The tricky bit is what to use as the reference pressure. This will change with the weather and will drift over time. Typically you would do some sort of calibration to set this values and possibly update it. It depends on your use case what the right solution is.

If properly calibrated pressure based altitude is considerably more accurate then gps based altitude especially if want you are interested in is altitude differences rather than absolute altitudes. With a bit of filtering on the raw pressure sensor values you can easily detect holding the phone at face level or arms length above your head which you want do with gps.

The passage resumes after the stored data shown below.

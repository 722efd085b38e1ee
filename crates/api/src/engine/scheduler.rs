//! Background group scheduler.
//!
//! A single long-lived Tokio task that repeatedly takes the oldest pending
//! group from the [`JobStore`], hands it to the [`Agent`], and removes the
//! group once every job in it has finished. At most one group executes at a
//! time. When nothing is pending the loop sleeps for `poll_interval`.
//!
//! Cancellation is only observed between groups: a group that has started
//! always runs to completion.

use std::sync::Arc;
use std::time::Duration;

use qgjob_core::store::JobStore;
use tokio::task::JoinHandle;
use tokio_util::sync::CancellationToken;

use super::agent::Agent;

/// Default idle interval between polls.
pub const DEFAULT_POLL_INTERVAL: Duration = Duration::from_secs(1);

/// Polls the store and executes groups one at a time.
pub struct JobScheduler {
    store: Arc<JobStore>,
    agent: Agent,
    poll_interval: Duration,
}

impl JobScheduler {
    /// Create a scheduler with the default 1-second poll interval.
    pub fn new(store: Arc<JobStore>, agent: Agent) -> Self {
        Self {
            store,
            agent,
            poll_interval: DEFAULT_POLL_INTERVAL,
        }
    }

    pub fn with_poll_interval(mut self, poll_interval: Duration) -> Self {
        self.poll_interval = poll_interval;
        self
    }

    /// Run the scheduler loop until the cancellation token is triggered.
    pub async fn run(&self, cancel: CancellationToken) {
        tracing::info!(
            poll_interval_ms = self.poll_interval.as_millis() as u64,
            "Job scheduler started",
        );

        loop {
            if cancel.is_cancelled() {
                break;
            }

            if self.run_once().await {
                continue;
            }

            tokio::select! {
                _ = cancel.cancelled() => break,
                _ = tokio::time::sleep(self.poll_interval) => {}
            }
        }

        tracing::info!("Job scheduler shutting down");
    }

    /// Execute the next pending group, if any.
    ///
    /// Returns `true` when a group was executed and removed.
    pub async fn run_once(&self) -> bool {
        let Some(group) = self.store.next_group().await else {
            return false;
        };

        self.agent.run_group(&group).await;
        self.store.remove_group(&group.key).await;
        true
    }

    /// Start the loop on its own Tokio task.
    pub fn spawn(self) -> SchedulerHandle {
        let cancel = CancellationToken::new();
        let task_cancel = cancel.clone();
        let handle = tokio::spawn(async move {
            self.run(task_cancel).await;
        });
        SchedulerHandle { cancel, handle }
    }
}

/// Owner of a running scheduler task.
pub struct SchedulerHandle {
    cancel: CancellationToken,
    handle: JoinHandle<()>,
}

impl SchedulerHandle {
    /// Cancel the loop and wait up to `timeout` for it to exit.
    ///
    /// Returns `false` if the loop was still busy when the timeout expired.
    pub async fn shutdown(self, timeout: Duration) -> bool {
        self.cancel.cancel();
        match tokio::time::timeout(timeout, self.handle).await {
            Ok(Ok(())) => true,
            Ok(Err(e)) => {
                tracing::error!(error = %e, "Job scheduler task ended abnormally");
                true
            }
            Err(_) => {
                tracing::warn!(
                    timeout_secs = timeout.as_secs(),
                    "Job scheduler did not stop in time",
                );
                false
            }
        }
    }
}
use axum::extract::State;
use axum::Json;
use indexmap::IndexMap;
use qgjob_core::types::JobId;

use crate::state::AppState;

/// GET /debug/groups
///
/// Every non-empty group, keyed by its rendered `(app_version_id, target)`
/// pair, mapped to its job ids in arrival order.
pub async fn list_groups(State(state): State<AppState>) -> Json<IndexMap<String, Vec<JobId>>> {
    Json(state.store.group_listing().await)
}
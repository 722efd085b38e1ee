use axum::http::StatusCode;
use axum::response::{IntoResponse, Response};
use qgjob_core::error::CoreError;
use serde_json::json;

/// Application-level error type for HTTP handlers.
///
/// Wraps [`CoreError`] for domain errors.
/// Implements [`IntoResponse`] to produce consistent JSON error responses.
#[derive(Debug, thiserror::Error)]
pub enum AppError {
    /// A domain-level error from `qgjob_core`.
    #[error(transparent)]
    Core(#[from] CoreError),
}

/// Convenience type alias for handler return values.
pub type AppResult<T> = Result<T, AppError>;

impl IntoResponse for AppError {
    fn into_response(self) -> Response {
        let (status, code, message) = match &self {
            AppError::Core(core) => match core {
                CoreError::NotFound { entity, id } => (
                    StatusCode::NOT_FOUND,
                    "NOT_FOUND",
                    format!("{entity} with id {id} not found"),
                ),
                CoreError::Validation(msg) => {
                    (StatusCode::BAD_REQUEST, "VALIDATION_ERROR", msg.clone())
                }
                CoreError::InvalidTransition { .. } => {
                    (StatusCode::CONFLICT, "CONFLICT", core.to_string())
                }
            },
        };

        let body = json!({
            "error": message,
            "code": code,
        });

        (status, axum::Json(body)).into_response()
    }
}
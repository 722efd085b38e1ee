//! Route definitions for the `/jobs` resource.

use axum::routing::{get, post};
use axum::Router;

use crate::handlers::jobs;
use crate::state::AppState;

/// Routes for the `/jobs` resource.
///
/// ```text
/// POST   /jobs                -> submit_job
/// GET    /jobs/{job_id}       -> get_job_status
/// ```
pub fn router() -> Router<AppState> {
    Router::new()
        .route("/jobs", post(jobs::submit_job))
        .route("/jobs/{job_id}", get(jobs::get_job_status))
}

Moniquemonism answered 12/5, 2014 at 12:37 Comment(5)
i am using SensorManager.PRESSURE_STANDARD_ATMOSPHERE as the reference and the altitude for me is coming as -50Transposition
That is not surprising. Atmospheric pressure has something line a +- 5% range with the weather which turns into a good bit of altitude. As I said calibrating it is the hard bit and it really depends on your use case what may be sensible.Moniquemonism
it's kind of funny since i put a note 10+ next to a note 4 and ran the same code and there was a difference in reading that would give 20 meter difference, that literally blew my entire use case out of the windowTransposition
So that implies that you need a calibration strategy that is not just relying on just a static value for a given location. The classical method is to know what the correct altitude is at a given point and then use that to work out the what pressure to use for the standard atmospheric pressure. Your two phones would end up with different values but once calibrated you would hope that they would track well together.Moniquemonism
yes kinda, just started taking this into consideration, appreciate the helpTransposition
A
1

The arguments are: GPS altitude (it's good to use average value calculated from array of measurements) and barometric pressure. Method returns pressure at sea level (formula from SensorManager.getAltitude(float p0, float p) in reverse).

public static float getSealevelPressure (float alt, float p)
{
    float p0 = (float) (p / Math.pow(1 - (alt/44330.0f), 5.255f));
    return p0;
}

I'm using the default value: SensorManager.PRESSURE_STANDARD_ATMOSPHERE until GPS collects 10 locks. After that, the above method is called.